- [Extracted records]

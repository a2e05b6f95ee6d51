use std::time::Duration;

use tokio::io::{AsyncRead, AsyncReadExt, AsyncWrite, AsyncWriteExt};
use tokio::sync::mpsc::error::{TryRecvError, TrySendError};
use tokio::sync::{mpsc, oneshot};
use tokio::time::timeout;
use tokio_util::sync::CancellationToken;
use tracing::{debug, instrument, trace, warn};

use super::dispatcher::{DispatchOutcome, Dispatcher};
use super::frame_codec::FrameDecoder;
use super::message::Event;
use crate::error::LinkError;
use crate::utils::format_hex;

/// Bounded wait for one read; the receive loop re-checks cancellation between reads.
const READ_TIMEOUT: Duration = Duration::from_millis(100);
const READ_CHUNK_LEN: usize = 128;

#[derive(Debug)]
enum Outbound {
    Event(Event),
    Flush(oneshot::Sender<()>),
}

/// Fire-and-forget queue of outbound events.
///
/// A full queue drops the event; the link has no retransmission and periodic
/// polling covers the gap.
#[derive(Debug, Clone)]
pub struct EventSink {
    queue: mpsc::Sender<Outbound>,
}

impl EventSink {
    /// Creates a sink and the receiving half drained by the writer.
    #[must_use]
    pub fn channel(capacity: usize) -> (Self, EventReceiver) {
        let (queue, receiver) = mpsc::channel(capacity.max(1));
        (Self { queue }, EventReceiver { queue: receiver })
    }

    pub fn emit(&self, event: Event) {
        match self.queue.try_send(Outbound::Event(event)) {
            Ok(()) => {}
            Err(TrySendError::Full(Outbound::Event(event))) => {
                warn!(?event, "event queue full, dropping event");
            }
            Err(TrySendError::Full(_) | TrySendError::Closed(_)) => {
                debug!("event writer stopped, dropping event");
            }
        }
    }

    /// Waits until every event emitted before this call has been written.
    ///
    /// # Errors
    ///
    /// Returns an error if the writer has stopped.
    pub async fn flush(&self) -> Result<(), LinkError> {
        let (done, written) = oneshot::channel();
        self.queue
            .send(Outbound::Flush(done))
            .await
            .map_err(|_closed| LinkError::WriterClosed)?;
        written.await.map_err(|_closed| LinkError::WriterClosed)
    }
}

/// Receiving half of an [`EventSink`].
#[derive(Debug)]
pub struct EventReceiver {
    queue: mpsc::Receiver<Outbound>,
}

impl EventReceiver {
    /// Returns the next event, answering any flush requests queued before it.
    pub async fn recv(&mut self) -> Option<Event> {
        loop {
            match self.queue.recv().await? {
                Outbound::Event(event) => return Some(event),
                Outbound::Flush(done) => {
                    let _ = done.send(());
                }
            }
        }
    }

    /// Returns the next queued event without waiting.
    pub fn try_recv(&mut self) -> Option<Event> {
        loop {
            match self.queue.try_recv() {
                Ok(Outbound::Event(event)) => return Some(event),
                Ok(Outbound::Flush(done)) => {
                    let _ = done.send(());
                }
                Err(TryRecvError::Empty | TryRecvError::Disconnected) => return None,
            }
        }
    }

    /// Returns every queued event.
    pub fn drain(&mut self) -> Vec<Event> {
        std::iter::from_fn(|| self.try_recv()).collect()
    }
}

/// Encodes events onto `writer` until every sink is dropped, then returns the writer.
///
/// # Errors
///
/// Returns an error if writing fails.
#[instrument(skip_all, level = "debug")]
pub async fn run_writer<W>(mut events: EventReceiver, mut writer: W) -> Result<W, LinkError>
where
    W: AsyncWrite + Unpin,
{
    while let Some(event) = events.recv().await {
        let wire = match event.encode() {
            Ok(wire) => wire,
            Err(error) => {
                warn!(%error, ?event, "failed to encode event");
                continue;
            }
        };
        trace!(event = %event.event_type(), wire = %format_hex(&wire), "sending event");
        writer
            .write_all(&wire)
            .await
            .map_err(|source| LinkError::Write { source })?;
        writer
            .flush()
            .await
            .map_err(|source| LinkError::Write { source })?;
    }
    Ok(writer)
}

/// Why the receive loop returned.
#[derive(Debug, Clone, Copy, Eq, PartialEq)]
pub enum ReceiveOutcome {
    /// The peer closed the link.
    Closed,
    /// A deactivation was acknowledged and flushed.
    Suspend,
    Cancelled,
}

/// Reads frames from `reader` and dispatches each one in order.
///
/// # Errors
///
/// Returns an error if reading fails or the coordinator stops.
#[instrument(skip_all, level = "debug")]
pub async fn run_receiver<R>(
    reader: &mut R,
    dispatcher: &Dispatcher,
    cancel: &CancellationToken,
) -> Result<ReceiveOutcome, LinkError>
where
    R: AsyncRead + Unpin + ?Sized,
{
    let mut decoder = FrameDecoder::new();
    let mut buffer = [0u8; READ_CHUNK_LEN];
    loop {
        let read = tokio::select! {
            () = cancel.cancelled() => return Ok(ReceiveOutcome::Cancelled),
            read = timeout(READ_TIMEOUT, reader.read(&mut buffer)) => read,
        };
        let count = match read {
            Err(_elapsed) => continue,
            Ok(Ok(0)) => {
                debug!(stats = ?decoder.stats(), "link closed by peer");
                return Ok(ReceiveOutcome::Closed);
            }
            Ok(Ok(count)) => count,
            Ok(Err(source)) => return Err(LinkError::Read { source }),
        };

        for byte in &buffer[..count] {
            let Some(frame) = decoder.feed(*byte) else {
                continue;
            };
            if dispatcher.dispatch(&frame).await? == DispatchOutcome::Suspend {
                return Ok(ReceiveOutcome::Suspend);
            }
        }
    }
}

- [What you will do] Working from the listing above, pick out every line that has "dropping" and copy it.

- [Output for this exercise]
                warn!(?event, "event queue full, dropping event");
                debug!("event writer stopped, dropping event");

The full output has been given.